[[ Data shown, beginning ]]
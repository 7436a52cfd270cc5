use chrono::{DateTime, Utc};
use chrono_tz::Tz;

pub const DISPLAY_FORMAT: &str = "%Y-%m-%d %H:%M:%S";

/// Formats a stored UTC timestamp in the portal's display zone.
pub fn as_local_string(utc: DateTime<Utc>, zone: Tz) -> String {
    utc.with_timezone(&zone).format(DISPLAY_FORMAT).to_string()
}
//! HTTP surface of the command portal.

pub mod api;
pub mod auth;
pub mod config;
pub mod error;
pub mod handlers;

use std::sync::Arc;

use axum::{routing::get, Router};
use jsonwebtoken::DecodingKey;
use portal_core::portal::Portal;
use tower_http::trace::TraceLayer;

// Everything a handler needs, cheap to clone per request.
#[derive(Clone)]
pub struct AppState {
    pub portal: Arc<Portal>,
    pub jwt_key: Arc<DecodingKey>,
}

impl AppState {
    pub fn new(portal: Portal, jwt_secret: &[u8]) -> Self {
        Self {
            portal: Arc::new(portal),
            jwt_key: Arc::new(DecodingKey::from_secret(jwt_secret)),
        }
    }
}

pub fn router(state: AppState) -> Router {
    Router::new()
        .route("/", get(handlers::home).post(handlers::submit))
        .route("/requests", get(handlers::list_requests))
        .route("/results", get(handlers::download_results))
        .route("/logs", get(handlers::download_logs))
        .route("/api-description", get(handlers::api_description))
        .route("/health", get(handlers::health_check))
        .layer(TraceLayer::new_for_http())
        .with_state(state)
}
[[ Data shown, end ]]
• **What is expected**
Restate the data word for word, leaving nothing out.

• **Result**
repository 7436a52cfd270cc5
use chrono::{DateTime, Utc};
use chrono_tz::Tz;

pub const DISPLAY_FORMAT: &str = "%Y-%m-%d %H:%M:%S";

/// Formats a stored UTC timestamp in the portal's display zone.
pub fn as_local_string(utc: DateTime<Utc>, zone: Tz) -> String {
    utc.with_timezone(&zone).format(DISPLAY_FORMAT).to_string()
}
//! HTTP surface of the command portal.

pub mod api;
pub mod auth;
pub mod config;
pub mod error;
pub mod handlers;

use std::sync::Arc;

use axum::{routing::get, Router};
use jsonwebtoken::DecodingKey;
use portal_core::portal::Portal;
use tower_http::trace::TraceLayer;

// Everything a handler needs, cheap to clone per request.
#[derive(Clone)]
pub struct AppState {
    pub portal: Arc<Portal>,
    pub jwt_key: Arc<DecodingKey>,
}

impl AppState {
    pub fn new(portal: Portal, jwt_secret: &[u8]) -> Self {
        Self {
            portal: Arc::new(portal),
            jwt_key: Arc::new(DecodingKey::from_secret(jwt_secret)),
        }
    }
}

pub fn router(state: AppState) -> Router {
    Router::new()
        .route("/", get(handlers::home).post(handlers::submit))
        .route("/requests", get(handlers::list_requests))
        .route("/results", get(handlers::download_results))
        .route("/logs", get(handlers::download_logs))
        .route("/api-description", get(handlers::api_description))
        .route("/health", get(handlers::health_check))
        .layer(TraceLayer::new_for_http())
        .with_state(state)
}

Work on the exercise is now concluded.